WORK INSTRUCTIONS: Extract from the entries below, exactly as given, only the lines from the line containing "let node = &outline[id];" to the line containing "self.depth += 1;", both lines included.

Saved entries
┌──

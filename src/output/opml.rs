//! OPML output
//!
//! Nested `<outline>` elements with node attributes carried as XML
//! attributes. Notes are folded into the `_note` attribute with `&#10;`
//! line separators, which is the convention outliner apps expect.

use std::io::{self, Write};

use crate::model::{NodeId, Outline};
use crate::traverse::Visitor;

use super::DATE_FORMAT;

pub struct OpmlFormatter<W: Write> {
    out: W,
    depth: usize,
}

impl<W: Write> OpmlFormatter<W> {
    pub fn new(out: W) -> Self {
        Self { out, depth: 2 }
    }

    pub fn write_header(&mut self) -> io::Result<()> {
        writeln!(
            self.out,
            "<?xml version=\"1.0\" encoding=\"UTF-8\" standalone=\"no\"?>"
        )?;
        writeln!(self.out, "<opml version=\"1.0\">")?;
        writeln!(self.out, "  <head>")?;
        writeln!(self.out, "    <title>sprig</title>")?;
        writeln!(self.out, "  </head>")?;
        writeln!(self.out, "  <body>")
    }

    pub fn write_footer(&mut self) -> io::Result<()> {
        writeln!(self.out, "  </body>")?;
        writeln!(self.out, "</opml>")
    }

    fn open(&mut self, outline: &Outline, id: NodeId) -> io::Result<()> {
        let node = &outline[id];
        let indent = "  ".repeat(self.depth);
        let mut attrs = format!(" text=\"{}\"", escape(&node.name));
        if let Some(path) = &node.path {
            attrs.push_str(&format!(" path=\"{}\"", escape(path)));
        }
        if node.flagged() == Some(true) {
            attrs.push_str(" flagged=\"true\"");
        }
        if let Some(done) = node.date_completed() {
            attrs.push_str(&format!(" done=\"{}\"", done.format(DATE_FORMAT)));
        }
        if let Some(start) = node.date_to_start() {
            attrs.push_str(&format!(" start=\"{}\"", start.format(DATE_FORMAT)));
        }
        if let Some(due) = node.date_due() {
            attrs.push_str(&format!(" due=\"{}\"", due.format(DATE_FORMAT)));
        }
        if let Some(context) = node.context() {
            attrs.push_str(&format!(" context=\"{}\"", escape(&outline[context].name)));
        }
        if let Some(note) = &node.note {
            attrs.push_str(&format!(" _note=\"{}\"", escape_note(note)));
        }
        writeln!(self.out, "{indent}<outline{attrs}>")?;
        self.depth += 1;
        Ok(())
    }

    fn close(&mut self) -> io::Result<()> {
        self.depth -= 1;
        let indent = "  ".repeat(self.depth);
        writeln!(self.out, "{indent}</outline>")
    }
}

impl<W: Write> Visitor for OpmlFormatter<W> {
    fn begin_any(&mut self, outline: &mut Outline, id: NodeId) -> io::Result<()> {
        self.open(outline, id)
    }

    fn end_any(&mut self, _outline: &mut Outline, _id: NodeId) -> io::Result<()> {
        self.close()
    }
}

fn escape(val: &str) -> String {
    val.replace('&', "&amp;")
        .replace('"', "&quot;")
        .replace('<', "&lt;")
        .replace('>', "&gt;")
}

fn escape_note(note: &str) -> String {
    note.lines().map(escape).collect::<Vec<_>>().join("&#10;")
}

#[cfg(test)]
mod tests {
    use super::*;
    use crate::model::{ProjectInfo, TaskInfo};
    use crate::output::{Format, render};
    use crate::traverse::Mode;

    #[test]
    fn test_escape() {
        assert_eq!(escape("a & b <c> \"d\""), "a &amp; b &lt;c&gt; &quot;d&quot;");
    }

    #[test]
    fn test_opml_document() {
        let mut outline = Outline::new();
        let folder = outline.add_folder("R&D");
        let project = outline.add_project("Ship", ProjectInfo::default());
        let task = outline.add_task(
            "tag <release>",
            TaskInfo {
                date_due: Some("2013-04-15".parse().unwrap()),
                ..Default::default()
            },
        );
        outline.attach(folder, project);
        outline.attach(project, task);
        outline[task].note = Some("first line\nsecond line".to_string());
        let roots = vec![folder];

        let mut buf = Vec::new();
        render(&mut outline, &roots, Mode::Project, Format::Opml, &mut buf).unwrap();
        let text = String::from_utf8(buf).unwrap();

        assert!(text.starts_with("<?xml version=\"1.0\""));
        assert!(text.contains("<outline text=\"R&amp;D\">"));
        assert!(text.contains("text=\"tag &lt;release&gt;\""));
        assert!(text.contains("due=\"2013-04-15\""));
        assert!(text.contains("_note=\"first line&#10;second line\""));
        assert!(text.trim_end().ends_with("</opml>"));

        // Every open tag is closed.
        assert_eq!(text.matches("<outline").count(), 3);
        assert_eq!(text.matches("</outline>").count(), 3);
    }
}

└──

SOLUTION TO THIS EXERCISE:
        let node = &outline[id];
        let indent = "  ".repeat(self.depth);
        let mut attrs = format!(" text=\"{}\"", escape(&node.name));
        if let Some(path) = &node.path {
            attrs.push_str(&format!(" path=\"{}\"", escape(path)));
        }
        if node.flagged() == Some(true) {
            attrs.push_str(" flagged=\"true\"");
        }
        if let Some(done) = node.date_completed() {
            attrs.push_str(&format!(" done=\"{}\"", done.format(DATE_FORMAT)));
        }
        if let Some(start) = node.date_to_start() {
            attrs.push_str(&format!(" start=\"{}\"", start.format(DATE_FORMAT)));
        }
        if let Some(due) = node.date_due() {
            attrs.push_str(&format!(" due=\"{}\"", due.format(DATE_FORMAT)));
        }
        if let Some(context) = node.context() {
            attrs.push_str(&format!(" context=\"{}\"", escape(&outline[context].name)));
        }
        if let Some(note) = &node.note {
            attrs.push_str(&format!(" _note=\"{}\"", escape_note(note)));
        }
        writeln!(self.out, "{indent}<outline{attrs}>")?;
        self.depth += 1;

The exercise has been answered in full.